Mrs. Dalloway is a novel about people’s inner lives. It does not possess a vivid plot; the actual events are secondary to what people spend much of their time pondering: memories, regrets, and hopes. Almost all of the main characters wonder about what might have been. The novel is told from the viewpoint of an omniscient and invisible narrator.
Most of the characters are well off financially, and have considerable leisure time. Yet they are quite busy with the business of being alive, which includes asking questions of their internal and external worlds. These questions do not always make them happy. On the contrary, most of the characters are unhappy .In keeping with Woolf’s interest in psychology, sexuality is a theme in the novel. Several of the characters are divided in their feelings towards love, and this contributes to their ambivalence.

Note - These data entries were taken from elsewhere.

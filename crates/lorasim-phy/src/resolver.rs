//! Collision resolution: does a locked signal survive what else was on air?
//!
//! Four policies are available, selected per receiver with
//! [`InterferenceModel`]. All of them look only at other signals on the
//! focal signal's frequency and never compare a signal with itself.

use crate::airtime::sf_index;
use crate::interference::{dbm_to_watts, overlap, overlap_window, InterferenceLedger, SignalEvent, SignalId};
use lorasim_common::CollisionWindow;
use serde::{Deserialize, Serialize};

/// Thermal noise floor used by the SINR diagnostic, in dBm.
pub const NOISE_FLOOR_DBM: f64 = -123.0;

/// Minimum SINR in dB for a signal of the row SF to survive interference
/// from the column SF (rows and columns are SF7..SF12).
pub const COLLISION_SNIR_DB: [[f64; 6]; 6] = [
    [6.0, -16.0, -18.0, -19.0, -19.0, -20.0],
    [-24.0, 6.0, -20.0, -22.0, -22.0, -22.0],
    [-27.0, -27.0, 6.0, -23.0, -25.0, -25.0],
    [-30.0, -30.0, -30.0, 6.0, -26.0, -28.0],
    [-33.0, -33.0, -33.0, -33.0, 6.0, -29.0],
    [-36.0, -36.0, -36.0, -36.0, -36.0, 6.0],
];

/// Isolation threshold for a focal SF against an interferer SF.
pub fn collision_snir_db(focal_sf: u8, interferer_sf: u8) -> f64 {
    COLLISION_SNIR_DB[sf_index(focal_sf)][sf_index(interferer_sf)]
}

/// Collision policy.
#[derive(Debug, Clone, Copy, PartialEq, Eq, Default, Serialize, Deserialize)]
#[serde(rename_all = "snake_case")]
pub enum InterferenceModel {
    /// Any same-SF overlap destroys.
    #[default]
    PureAloha,
    /// Strongest same-SF interferer must be weaker by at least `delta`.
    PowerLevel,
    /// Same-SF interference energy compared against the signal energy.
    CumulativeEnergy,
    /// Cross-SF isolation matrix with capture effect.
    Cochannel,
}

/// Verdict for one reception.
#[derive(Debug, Clone, Copy, PartialEq, Default)]
pub struct ResolutionOutcome {
    /// Whether the frame is lost.
    pub destroyed: bool,
    /// Spreading factor blamed for the loss.
    pub destroying_sf: Option<u8>,
    /// Overlap with the dominant interferer, when destroyed.
    pub collision: Option<CollisionWindow>,
    /// Some relevant interferer overlapped the focal preamble of a
    /// destroyed frame. Always `false` for survivors.
    pub on_preamble: bool,
    /// A destroyed verdict was reversed by the capture effect.
    pub capture_effect: bool,
    /// Number of overlapping interferers the policy considered.
    pub interferers: usize,
    /// Ratio the verdict was based on, in dB. Power margin for
    /// `PowerLevel`, total SNIR for `CumulativeEnergy`, own-SF SNIR for
    /// `Cochannel`. `None` for `PureAloha` or without interferers.
    pub snir_db: Option<f64>,
}

/// A configured collision policy.
#[derive(Debug, Clone, Copy, PartialEq, Default, Serialize, Deserialize)]
pub struct InterferenceResolver {
    /// Policy.
    #[serde(default)]
    pub model: InterferenceModel,
    /// Threshold in dB used by `PowerLevel` and `CumulativeEnergy`.
    #[serde(default)]
    pub delta_db: f64,
}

The actions of the novel are simple: Clarissa Dalloway is hosting a formal party. She sees Peter Walsh, who has returned from India, and drops in for a visit. This meeting, and many other moments in the day, make Clarissa think about the past and the choices she has made. Clarissa’s husband, Richard, has meetings and lunches, and their daughter Elizabeth has similar plans herself. Another Londoner, Septimus Warren Smith, is having a bad day, and so is his wife Lucrezia. Septimus is obsessed with his memories of Evans, a friend who was killed in the war. He is also convinced that unseen forces are sending him messages. Lucrezia is taking Septimus to two doctors, neither of whom can do much to cure him. Septimus kills himself later in the day, to escape his doctors because he feels he has no other alternative.

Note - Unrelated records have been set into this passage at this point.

//! Propagation channel entity.
//!
//! Receives `TransmitAir` from radios and delivers `ReceiveAir` to every
//! other registered radio with its received power. Propagation delay is
//! not modelled.

use lorasim_common::{
    Entity, EntityId, Event, EventPayload, Position, ReceiveAirEvent, SimContext, SimError, TransmitAirEvent,
};
use serde::{Deserialize, Serialize};
use std::collections::BTreeMap;
use tracing::trace;

/// Speed of light used by the free-space model, m/s.
const SPEED_OF_LIGHT: f64 = 299_792_458.0;

/// Path loss as a function of distance.
#[derive(Debug, Clone, Copy, PartialEq, Serialize, Deserialize)]
#[serde(tag = "type", rename_all = "snake_case")]
pub enum PathLossModel {
    /// `L = L0 + 10 n log10(d / d0)`.
    LogDistance {
        /// Path-loss exponent.
        exponent: f64,
        /// Loss at the reference distance, dB.
        reference_loss_db: f64,
        /// Reference distance, m.
        reference_distance_m: f64,
    },
    /// Friis free-space loss at the carrier frequency.
    FreeSpace,
    /// Same loss on every link.
    Fixed {
        /// Loss in dB.
        loss_db: f64,
    },
}

impl Default for PathLossModel {
    fn default() -> Self {
        PathLossModel::LogDistance {
            exponent: 3.76,
            reference_loss_db: 7.7,
            reference_distance_m: 1.0,
        }
    }
}

impl PathLossModel {
    /// Loss in dB over `distance_m` at `frequency_hz`.
    pub fn loss_db(&self, distance_m: f64, frequency_hz: u32) -> f64 {
        match *self {
            PathLossModel::LogDistance {
                exponent,
                reference_loss_db,
                reference_distance_m,
            } => {
                let d = distance_m.max(reference_distance_m);
                reference_loss_db + 10.0 * exponent * (d / reference_distance_m).log10()
            }
            PathLossModel::FreeSpace => {
                let d = distance_m.max(1.0);
                let wavelength = SPEED_OF_LIGHT / frequency_hz as f64;
                20.0 * (4.0 * std::f64::consts::PI * d / wavelength).log10()
            }
            PathLossModel::Fixed { loss_db } => loss_db,
        }
    }
}

/// Per directed link loss that replaces the path-loss model.
#[derive(Debug, Clone, Default)]
pub struct LinkOverrides {
    links: BTreeMap<(EntityId, EntityId), f64>,
}

impl LinkOverrides {
    /// Empty set.
    pub fn new() -> Self {
        Self::default()
    }

    /// Set the loss from `from` to `to`.
    pub fn set(&mut self, from: EntityId, to: EntityId, loss_db: f64) {
        self.links.insert((from, to), loss_db);
    }

    /// Set the same loss in both directions.
    pub fn set_symmetric(&mut self, a: EntityId, b: EntityId, loss_db: f64) {
        self.set(a, b, loss_db);
        self.set(b, a, loss_db);
    }

    /// Loss from `from` to `to`, if overridden.
    pub fn get(&self, from: EntityId, to: EntityId) -> Option<f64> {
        self.links.get(&(from, to)).copied()
    }

    /// Number of overridden links.
    pub fn len(&self) -> usize {
        self.links.len()
    }

    /// Whether no link is overridden.
    pub fn is_empty(&self) -> bool {
        self.links.is_empty()
    }
}

/// The channel entity.
pub struct LoraChannel {
    id: EntityId,
    model: PathLossModel,
    overrides: LinkOverrides,
    radios: BTreeMap<EntityId, Position>,
}

impl LoraChannel {
    /// Create a channel with no attached radios.
    pub fn new(id: EntityId, model: PathLossModel, overrides: LinkOverrides) -> Self {
        LoraChannel {
            id,
            model,
            overrides,
            radios: BTreeMap::new(),
        }
    }

    /// Attach a radio at `position`.
    pub fn attach(&mut self, radio: EntityId, position: Position) {
        self.radios.insert(radio, position);
    }

    /// Attached radios in delivery order.
    pub fn radios(&self) -> impl Iterator<Item = (EntityId, Position)> + '_ {
        self.radios.iter().map(|(&id, &p)| (id, p))
    }

    /// Loss from `from` to `to`, `None` if either radio is unknown.
    pub fn link_loss_db(&self, from: EntityId, to: EntityId, frequency_hz: u32) -> Option<f64> {
        if let Some(loss) = self.overrides.get(from, to) {
            return Some(loss);
        }
        let a = self.radios.get(&from)?;
        let b = self.radios.get(&to)?;
        Some(self.model.loss_db(a.distance_to(b), frequency_hz))
    }

    fn deliver(&self, tx: &TransmitAirEvent, ctx: &mut SimContext) -> Result<(), SimError> {
        if !self.radios.contains_key(&tx.sender) {
            return Err(SimError::EntityNotFound(tx.sender));
        }
        for &receiver in self.radios.keys() {
            if receiver == tx.sender {
                continue;
            }
            let Some(loss) = self.link_loss_db(tx.sender, receiver, tx.tag.frequency_hz) else {
                continue;
            };
            let rx_power_dbm = tx.tag.tx_power_dbm - loss;
            trace!(from = %tx.sender, to = %receiver, rx_power_dbm, "delivering signal");
            ctx.post_immediate(
                vec![receiver],
                EventPayload::ReceiveAir(ReceiveAirEvent {
                    frame: tx.frame.clone(),
                    tag: tx.tag,
                    rx_power_dbm,
                    duration: tx.duration,
                }),
            );
        }
        Ok(())
    }
}

impl Entity for LoraChannel {
    fn entity_id(&self) -> EntityId {
        self.id
    }

    fn handle_event(&mut self, event: &Event, ctx: &mut SimContext) -> Result<(), SimError> {
        match &event.payload {
            EventPayload::TransmitAir(tx) => self.deliver(tx, ctx),
            _ => Ok(()),
        }
    }
}

#[cfg(test)]
mod tests {
    use super::*;
    use lorasim_common::{EventId, FrameKind, LoraFrame, NodeRole, PacketTag, SimTime};

    fn transmit(sender: u64) -> Event {
        let frame = LoraFrame {
            packet_id: 11,
            kind: FrameKind::Uplink,
            source: EntityId(sender),
            destination: None,
            size_bytes: 20,
            needs_ack: false,
            tx_attempt: 1,
            ack_for: None,
        };
        let tag = PacketTag {
            spreading_factor: 7,
            frequency_hz: 868_100_000,
            preamble_s: 0.0125,
            sender: EntityId(sender),
            sender_role: NodeRole::EndDevice,
            tx_power_dbm: 14.0,
            packet_id: 11,
        };
        Event {
            id: EventId(0),
            time: SimTime::ZERO,
            source: EntityId(sender),
            targets: vec![EntityId(1)],
            payload: EventPayload::TransmitAir(TransmitAirEvent {
                sender: EntityId(sender),
                frame,
                tag,
                duration: SimTime::from_millis(50),
            }),
        }
    }

    #[test]
    fn test_log_distance_defaults() {
        let model = PathLossModel::default();
        assert!((model.loss_db(1.0, 868_100_000) - 7.7).abs() < 1e-12);
        assert!((model.loss_db(10.0, 868_100_000) - 45.3).abs() < 1e-9);
        // Closer than the reference distance is clamped.
        assert_eq!(model.loss_db(0.1, 868_100_000), model.loss_db(1.0, 868_100_000));
    }

    #[test]
    fn test_free_space_grows_6db_per_doubling() {
        let model = PathLossModel::FreeSpace;
        let near = model.loss_db(100.0, 868_000_000);
        let far = model.loss_db(200.0, 868_000_000);
        assert!((far - near - 20.0 * 2f64.log10()).abs() < 1e-9);
        assert!(near > 70.0 && near < 72.0);
    }

    #[test]
    fn test_delivers_to_every_other_radio_in_id_order() {
        let mut channel = LoraChannel::new(EntityId(1), PathLossModel::Fixed { loss_db: 100.0 }, LinkOverrides::new());
        channel.attach(EntityId(7), Position::new(0.0, 0.0, 0.0));
        channel.attach(EntityId(3), Position::new(10.0, 0.0, 0.0));
        channel.attach(EntityId(5), Position::new(20.0, 0.0, 0.0));
        let mut ctx = SimContext::new(1);
        channel.handle_event(&transmit(5), &mut ctx).unwrap();

        let events = ctx.take_pending_events();
        let targets: Vec<EntityId> = events.iter().map(|e| e.targets[0]).collect();
        assert_eq!(targets, vec![EntityId(3), EntityId(7)]);
        for event in &events {
            let EventPayload::ReceiveAir(rx) = &event.payload else {
                panic!("expected ReceiveAir");
            };
            assert_eq!(rx.rx_power_dbm, -86.0);
            assert_eq!(event.time, SimTime::ZERO);
        }
    }

    #[test]
    fn test_link_override_wins() {
        let mut overrides = LinkOverrides::new();
        overrides.set(EntityId(2), EntityId(3), 140.0);
        let mut channel = LoraChannel::new(EntityId(1), PathLossModel::default(), overrides);
        channel.attach(EntityId(2), Position::new(0.0, 0.0, 0.0));
        channel.attach(EntityId(3), Position::new(10.0, 0.0, 0.0));
        assert_eq!(channel.link_loss_db(EntityId(2), EntityId(3), 868_100_000), Some(140.0));
        let reverse = channel.link_loss_db(EntityId(3), EntityId(2), 868_100_000).unwrap();
        assert!((reverse - 45.3).abs() < 1e-9);
    }

    #[test]
    fn test_unknown_sender_is_an_error() {
        let mut channel = LoraChannel::new(EntityId(1), PathLossModel::default(), LinkOverrides::new());
        let mut ctx = SimContext::new(1);
        assert!(matches!(
            channel.handle_event(&transmit(4), &mut ctx),
            Err(SimError::EntityNotFound(EntityId(4)))
        ));
    }
}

Clarissa’s party is a success. The Prime Minister arrives, and this is considered a great honor. In the middle of her success as a hostess, she hears of Septimus’ suicide. Although she never met him, the news moves her to the core of her being.She identifies with Septimus, admiring him for having the courage and for not compromising his soul. She feels, with her comfortable position as a society hostess, responsible for his death. The party nears its close as guests begin to leave. Clarissa enters the room, and her presence fills Peter with a great excitement.